(Data records Opens)

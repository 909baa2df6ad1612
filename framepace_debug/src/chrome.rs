// Copyright 2026 the Framepace Authors
// SPDX-License-Identifier: Apache-2.0 OR MIT

//! Chrome Trace Event Format exporter.
//!
//! [`export`] reads recorded bytes from a [`RecorderSink`](super::recorder::RecorderSink)
//! and writes [Chrome Trace Event Format][spec] JSON to the given writer.
//!
//! Besides instant events for samples, vsync transitions and pacing, the
//! estimator's state is emitted as counter tracks (`"ph": "C"`) so that the
//! reported delta, the error terms and the accumulated drift can be read as
//! graphs over time.
//!
//! [spec]: https://docs.google.com/document/d/1CvAClvFfyA5R-PhYUmn5OOQtYMH4h6I0nSsKchNAySU

use std::io::{self, Write};

use serde_json::{Value, json};

use framepace_core::time::TickRate;

use crate::recorder::{RecordedEvent, decode};

/// Exports recorded events as Chrome Trace Event Format JSON.
///
/// The output is a complete JSON array of trace event objects, suitable for
/// loading into `chrome://tracing` or [Perfetto](https://ui.perfetto.dev/).
///
/// Timestamps are converted to microseconds using the provided [`TickRate`].
pub fn export(bytes: &[u8], rate: TickRate, writer: &mut dyn Write) -> io::Result<()> {
    let mut events: Vec<Value> = Vec::new();

    for recorded in decode(bytes) {
        match recorded {
            RecordedEvent::FrameSample(e) => {
                let ts = ticks_to_us(e.present_time.ticks(), rate);
                events.push(json!({
                    "ph": "i",
                    "name": "FrameSample",
                    "cat": "Vsync",
                    "ts": ts,
                    "pid": 0,
                    "tid": 0,
                    "s": "t",
                    "args": {
                        "frame_index": e.frame_index,
                        "present_count": e.present_count,
                        "has_stats": e.sync_time.is_some(),
                        "synced": e.observation.map(|o| o.was_frame_synced),
                        "stuck": e.observation.map(|o| o.definitely_not_vsynced),
                        "state": format!("{:?}", e.verdict.state),
                    }
                }));
                events.push(json!({
                    "ph": "C",
                    "name": "vsync_counter",
                    "ts": ts,
                    "pid": 0,
                    "args": { "counter": e.verdict.counter }
                }));
            }
            RecordedEvent::VsyncTransition(e) => {
                events.push(json!({
                    "ph": "i",
                    "name": format!("{:?}", e.state),
                    "cat": "Vsync",
                    "ts": ticks_to_us(e.timestamp.ticks(), rate),
                    "pid": 0,
                    "tid": 0,
                    "s": "g",
                    "args": {
                        "frame_index": e.frame_index,
                    }
                }));
            }
            RecordedEvent::DeltaTime(e) => {
                let ts = ticks_to_us(e.timestamp.ticks(), rate);
                events.push(json!({
                    "ph": "C",
                    "name": "delta_us",
                    "ts": ts,
                    "pid": 0,
                    "args": {
                        "raw": signed_us(e.raw_ticks, rate),
                        "reported": ticks_to_us(e.delta.ticks(), rate),
                    }
                }));
                events.push(json!({
                    "ph": "C",
                    "name": "estimator_error_us",
                    "ts": ts,
                    "pid": 0,
                    "args": {
                        "snap_error": signed_us(e.snap_error, rate),
                        "non_vsync_error": signed_us(e.non_vsync_error, rate),
                    }
                }));
                events.push(json!({
                    "ph": "C",
                    "name": "drift_us",
                    "ts": ts,
                    "pid": 0,
                    "args": { "drift": signed_us(e.drift, rate) }
                }));
            }
            RecordedEvent::Pace(e) => {
                events.push(json!({
                    "ph": "i",
                    "name": if e.hitch { "Hitch" } else { "Pace" },
                    "cat": "Pacer",
                    "ts": ticks_to_us(e.timestamp.ticks(), rate),
                    "pid": 0,
                    "tid": 1,
                    "s": "t",
                    "args": {
                        "frame_index": e.frame_index,
                        "fixed_steps": e.fixed_steps,
                        "delta_us": ticks_to_us(e.delta.ticks(), rate),
                        "accumulator_us": ticks_to_us(e.accumulator.ticks(), rate),
                        "interpolation": e.interpolation,
                    }
                }));
            }
        }
    }

    serde_json::to_writer_pretty(writer, &events)?;
    Ok(())
}

fn ticks_to_us(ticks: u64, rate: TickRate) -> f64 {
    rate.ticks_to_nanos(ticks) as f64 / 1000.0
}

fn signed_us(ticks: i64, rate: TickRate) -> f64 {
    ticks as f64 * 1e6 / rate.ticks_per_second() as f64
}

(Data records Closes)

__Required work__
Each record above needs to be written out exactly, with nothing left out.

__Solution to this exercise__
repository 909baa2df6ad1612
filename framepace_debug/src/chrome.rs
// Copyright 2026 the Framepace Authors
// SPDX-License-Identifier: Apache-2.0 OR MIT

//! Chrome Trace Event Format exporter.
//!
//! [`export`] reads recorded bytes from a [`RecorderSink`](super::recorder::RecorderSink)
//! and writes [Chrome Trace Event Format][spec] JSON to the given writer.
//!
//! Besides instant events for samples, vsync transitions and pacing, the
//! estimator's state is emitted as counter tracks (`"ph": "C"`) so that the
//! reported delta, the error terms and the accumulated drift can be read as
//! graphs over time.
//!
//! [spec]: https://docs.google.com/document/d/1CvAClvFfyA5R-PhYUmn5OOQtYMH4h6I0nSsKchNAySU

use std::io::{self, Write};

use serde_json::{Value, json};

use framepace_core::time::TickRate;

use crate::recorder::{RecordedEvent, decode};

/// Exports recorded events as Chrome Trace Event Format JSON.
///
/// The output is a complete JSON array of trace event objects, suitable for
/// loading into `chrome://tracing` or [Perfetto](https://ui.perfetto.dev/).
///
/// Timestamps are converted to microseconds using the provided [`TickRate`].
pub fn export(bytes: &[u8], rate: TickRate, writer: &mut dyn Write) -> io::Result<()> {
    let mut events: Vec<Value> = Vec::new();

    for recorded in decode(bytes) {
        match recorded {
            RecordedEvent::FrameSample(e) => {
                let ts = ticks_to_us(e.present_time.ticks(), rate);
                events.push(json!({
                    "ph": "i",
                    "name": "FrameSample",
                    "cat": "Vsync",
                    "ts": ts,
                    "pid": 0,
                    "tid": 0,
                    "s": "t",
                    "args": {
                        "frame_index": e.frame_index,
                        "present_count": e.present_count,
                        "has_stats": e.sync_time.is_some(),
                        "synced": e.observation.map(|o| o.was_frame_synced),
                        "stuck": e.observation.map(|o| o.definitely_not_vsynced),
                        "state": format!("{:?}", e.verdict.state),
                    }
                }));
                events.push(json!({
                    "ph": "C",
                    "name": "vsync_counter",
                    "ts": ts,
                    "pid": 0,
                    "args": { "counter": e.verdict.counter }
                }));
            }
            RecordedEvent::VsyncTransition(e) => {
                events.push(json!({
                    "ph": "i",
                    "name": format!("{:?}", e.state),
                    "cat": "Vsync",
                    "ts": ticks_to_us(e.timestamp.ticks(), rate),
                    "pid": 0,
                    "tid": 0,
                    "s": "g",
                    "args": {
                        "frame_index": e.frame_index,
                    }
                }));
            }
            RecordedEvent::DeltaTime(e) => {
                let ts = ticks_to_us(e.timestamp.ticks(), rate);
                events.push(json!({
                    "ph": "C",
                    "name": "delta_us",
                    "ts": ts,
                    "pid": 0,
                    "args": {
                        "raw": signed_us(e.raw_ticks, rate),
                        "reported": ticks_to_us(e.delta.ticks(), rate),
                    }
                }));
                events.push(json!({
                    "ph": "C",
                    "name": "estimator_error_us",
                    "ts": ts,
                    "pid": 0,
                    "args": {
                        "snap_error": signed_us(e.snap_error, rate),
                        "non_vsync_error": signed_us(e.non_vsync_error, rate),
                    }
                }));
                events.push(json!({
                    "ph": "C",
                    "name": "drift_us",
                    "ts": ts,
                    "pid": 0,
                    "args": { "drift": signed_us(e.drift, rate) }
                }));
            }
            RecordedEvent::Pace(e) => {
                events.push(json!({
                    "ph": "i",
                    "name": if e.hitch { "Hitch" } else { "Pace" },
                    "cat": "Pacer",
                    "ts": ticks_to_us(e.timestamp.ticks(), rate),
                    "pid": 0,
                    "tid": 1,
                    "s": "t",
                    "args": {
                        "frame_index": e.frame_index,
                        "fixed_steps": e.fixed_steps,
                        "delta_us": ticks_to_us(e.delta.ticks(), rate),
                        "accumulator_us": ticks_to_us(e.accumulator.ticks(), rate),
                        "interpolation": e.interpolation,
                    }
                }));
            }
        }
    }

    serde_json::to_writer_pretty(writer, &events)?;
    Ok(())
}

fn ticks_to_us(ticks: u64, rate: TickRate) -> f64 {
    rate.ticks_to_nanos(ticks) as f64 / 1000.0
}

fn signed_us(ticks: i64, rate: TickRate) -> f64 {
    ticks as f64 * 1e6 / rate.ticks_per_second() as f64
}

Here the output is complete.